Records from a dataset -
--- --- ---
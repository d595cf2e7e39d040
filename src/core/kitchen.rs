//! Kitchen business logic - food and drink ordered from a room.
//!
//! Stock is taken when an order is placed, not at checkout, so the kitchen
//! board and the inventory agree while the session is still running.

use crate::{
    core::{
        inventory, money,
        product::get_product,
        session::{get_session, session_orders},
        tenant::OutletContext,
    },
    entities::{
        InventoryAction, Product, Room, RoomOrder, RoomOrderItem, RoomSession, SessionStatus,
        product, room, room_order, room_order_item, room_session,
    },
    errors::{Error, Result},
};
use chrono::{DateTime, Utc};
use rust_decimal::Decimal;
use sea_orm::{Condition, QueryOrder, Set, TransactionTrait, prelude::*};
use serde::{Deserialize, Serialize};
use std::collections::HashMap;

/// Products in this category are billed through the room clock and hidden from the menu
pub const ROOM_RATE_CATEGORY: &str = "Room Rate";

/// One line of a room order
#[derive(Debug, Clone, Deserialize)]
pub struct OrderLine {
    /// Product ordered
    pub product_id: i64,
    /// Units ordered
    pub quantity: i32,
}

/// An order with its items and where it goes
#[derive(Debug, Clone, Serialize)]
pub struct KitchenTicket {
    /// The order
    pub order: room_order::Model,
    /// Room to deliver to
    pub room_name: String,
    /// Guest name on the session
    pub customer_name: String,
    /// What was ordered
    pub items: Vec<room_order_item::Model>,
}

async fn order_items<C>(db: &C, order_ids: Vec<i64>) -> Result<Vec<room_order_item::Model>>
where
    C: ConnectionTrait,
{
    if order_ids.is_empty() {
        return Ok(Vec::new());
    }
    RoomOrderItem::find()
        .filter(room_order_item::Column::OrderId.is_in(order_ids))
        .order_by_asc(room_order_item::Column::Id)
        .all(db)
        .await
        .map_err(Into::into)
}

async fn get_order<C>(db: &C, outlet_id: i64, order_id: i64) -> Result<room_order::Model>
where
    C: ConnectionTrait,
{
    RoomOrder::find_by_id(order_id)
        .filter(room_order::Column::OutletId.eq(outlet_id))
        .one(db)
        .await?
        .ok_or_else(|| Error::not_found("room order", order_id))
}

async fn ticket_for<C>(db: &C, order: room_order::Model) -> Result<KitchenTicket>
where
    C: ConnectionTrait,
{
    let session = get_session(db, order.outlet_id, order.session_id).await?;
    let room_name = Room::find_by_id(session.room_id)
        .one(db)
        .await?
        .map(|r| r.name)
        .unwrap_or_default();
    let items = order_items(db, vec![order.id]).await?;
    Ok(KitchenTicket {
        order,
        room_name,
        customer_name: session.customer_name,
        items,
    })
}

/// Places an order for an open session and takes the items from stock.
///
/// # Errors
/// Returns an error if:
/// - The order has no lines or a line has a non-positive quantity
/// - The session is not active or paused
/// - A product does not belong to the outlet
pub async fn place_room_order(
    db: &DatabaseConnection,
    outlet_id: i64,
    session_id: i64,
    lines: &[OrderLine],
    at: DateTime<Utc>,
) -> Result<KitchenTicket> {
    if lines.is_empty() {
        return Err(Error::validation("Order has no items"));
    }
    if let Some(bad) = lines.iter().find(|l| l.quantity <= 0) {
        return Err(Error::InvalidQuantity {
            quantity: bad.quantity,
        });
    }

    let txn = db.begin().await?;
    let session = get_session(&txn, outlet_id, session_id).await?;
    if !session.status.is_open() {
        return Err(Error::InvalidState {
            entity: "session",
            state: format!("{:?}", session.status),
            action: "order for",
        });
    }

    let mut priced = Vec::with_capacity(lines.len());
    for line in lines {
        let product = get_product(&txn, outlet_id, line.product_id).await?;
        priced.push((product, line.quantity));
    }
    let total: Decimal = priced
        .iter()
        .map(|(p, quantity)| money::line_total(p.selling_price, *quantity))
        .sum();

    let order = room_order::ActiveModel {
        outlet_id: Set(outlet_id),
        session_id: Set(session_id),
        total_price: Set(money::to_amount(total)),
        is_served: Set(false),
        created_at: Set(at),
        ..Default::default()
    }
    .insert(&txn)
    .await?;

    let reference = format!("ROOM-ORDER-{}", order.id);
    for (product, quantity) in priced {
        room_order_item::ActiveModel {
            order_id: Set(order.id),
            product_id: Set(product.id),
            product_name: Set(product.name.clone()),
            quantity: Set(quantity),
            price: Set(product.selling_price),
            ..Default::default()
        }
        .insert(&txn)
        .await?;
        inventory::apply_stock_change(
            &txn,
            outlet_id,
            product.id,
            InventoryAction::Sale,
            -quantity,
            Some(reference.clone()),
            None,
        )
        .await?;
    }

    let ticket = ticket_for(&txn, order).await?;
    txn.commit().await?;

    tracing::info!(
        outlet_id,
        session_id,
        order_id = ticket.order.id,
        total = ticket.order.total_price,
        "Room order placed"
    );
    Ok(ticket)
}

/// Products a guest can order from the session, excluding room-rate items.
pub async fn customer_menu(
    db: &DatabaseConnection,
    outlet_id: i64,
    session_id: i64,
) -> Result<Vec<product::Model>> {
    let session = get_session(db, outlet_id, session_id).await?;
    if !session.status.is_open() {
        return Err(Error::InvalidState {
            entity: "session",
            state: format!("{:?}", session.status),
            action: "show the menu for",
        });
    }
    Product::find()
        .filter(product::Column::OutletId.eq(outlet_id))
        .filter(
            Condition::any()
                .add(product::Column::Category.is_null())
                .add(product::Column::Category.ne(ROOM_RATE_CATEGORY)),
        )
        .order_by_asc(product::Column::Category)
        .order_by_asc(product::Column::Name)
        .all(db)
        .await
        .map_err(Into::into)
}

/// Unserved orders of the outlet, oldest first.
pub async fn pending_orders(db: &DatabaseConnection, outlet_id: i64) -> Result<Vec<KitchenTicket>> {
    let orders = RoomOrder::find()
        .filter(room_order::Column::OutletId.eq(outlet_id))
        .filter(room_order::Column::IsServed.eq(false))
        .order_by_asc(room_order::Column::CreatedAt)
        .order_by_asc(room_order::Column::Id)
        .all(db)
        .await?;
    if orders.is_empty() {
        return Ok(Vec::new());
    }

    let sessions: HashMap<i64, room_session::Model> = RoomSession::find()
        .filter(room_session::Column::Id.is_in(orders.iter().map(|o| o.session_id)))
        .all(db)
        .await?
        .into_iter()
        .map(|s| (s.id, s))
        .collect();
    let rooms: HashMap<i64, String> = Room::find()
        .filter(room::Column::OutletId.eq(outlet_id))
        .all(db)
        .await?
        .into_iter()
        .map(|r| (r.id, r.name))
        .collect();
    let mut items: HashMap<i64, Vec<room_order_item::Model>> = HashMap::new();
    for item in order_items(db, orders.iter().map(|o| o.id).collect()).await? {
        items.entry(item.order_id).or_default().push(item);
    }

    Ok(orders
        .into_iter()
        .map(|order| {
            let session = sessions.get(&order.session_id);
            KitchenTicket {
                room_name: session
                    .and_then(|s| rooms.get(&s.room_id))
                    .cloned()
                    .unwrap_or_default(),
                customer_name: session.map(|s| s.customer_name.clone()).unwrap_or_default(),
                items: items.remove(&order.id).unwrap_or_default(),
                order,
            }
        })
        .collect())
}

/// Marks an order as served.
pub async fn complete_order(
    db: &DatabaseConnection,
    outlet_id: i64,
    order_id: i64,
) -> Result<room_order::Model> {
    let order = get_order(db, outlet_id, order_id).await?;
    if order.is_served {
        return Ok(order);
    }
    let mut active: room_order::ActiveModel = order.into();
    active.is_served = Set(true);
    let served = active.update(db).await?;
    tracing::info!(outlet_id, order_id, "Room order served");
    Ok(served)
}

/// Deletes an order of an open session and returns its items to stock.
pub async fn void_order(db: &DatabaseConnection, ctx: &OutletContext, order_id: i64) -> Result<()> {
    ctx.require_manager("void room orders")?;
    let outlet_id = ctx.outlet_id();

    let txn = db.begin().await?;
    let order = get_order(&txn, outlet_id, order_id).await?;
    let session = get_session(&txn, outlet_id, order.session_id).await?;
    if matches!(session.status, SessionStatus::Completed | SessionStatus::Cancelled) {
        return Err(Error::InvalidState {
            entity: "session",
            state: format!("{:?}", session.status),
            action: "void an order of",
        });
    }

    let reference = format!("VOID-ROOM-ORDER-{order_id}");
    for item in order_items(&txn, vec![order_id]).await? {
        inventory::apply_stock_change(
            &txn,
            outlet_id,
            item.product_id,
            InventoryAction::Return,
            item.quantity,
            Some(reference.clone()),
            None,
        )
        .await?;
    }

    RoomOrderItem::delete_many()
        .filter(room_order_item::Column::OrderId.eq(order_id))
        .exec(&txn)
        .await?;
    RoomOrder::delete_by_id(order_id).exec(&txn).await?;
    txn.commit().await?;

    tracing::info!(outlet_id, order_id, user = %ctx.user.username, "Room order voided");
    Ok(())
}

/// Orders of a session with their items.
pub async fn session_tickets(
    db: &DatabaseConnection,
    outlet_id: i64,
    session_id: i64,
) -> Result<Vec<KitchenTicket>> {
    get_session(db, outlet_id, session_id).await?;
    let mut tickets = Vec::new();
    for order in session_orders(db, session_id).await? {
        tickets.push(ticket_for(db, order).await?);
    }
    Ok(tickets)
}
--- --- ---
Task objective - Going back over the entries above, copy word for word every line from the one that has "let mut active: room_order::ActiveModel" on through the one that has "let order = get_order(&txn, outlet_id, order_id).await?;".

Result of this task -
    let mut active: room_order::ActiveModel = order.into();
    active.is_served = Set(true);
    let served = active.update(db).await?;
    tracing::info!(outlet_id, order_id, "Room order served");
    Ok(served)
}

/// Deletes an order of an open session and returns its items to stock.
pub async fn void_order(db: &DatabaseConnection, ctx: &OutletContext, order_id: i64) -> Result<()> {
    ctx.require_manager("void room orders")?;
    let outlet_id = ctx.outlet_id();

    let txn = db.begin().await?;
    let order = get_order(&txn, outlet_id, order_id).await?;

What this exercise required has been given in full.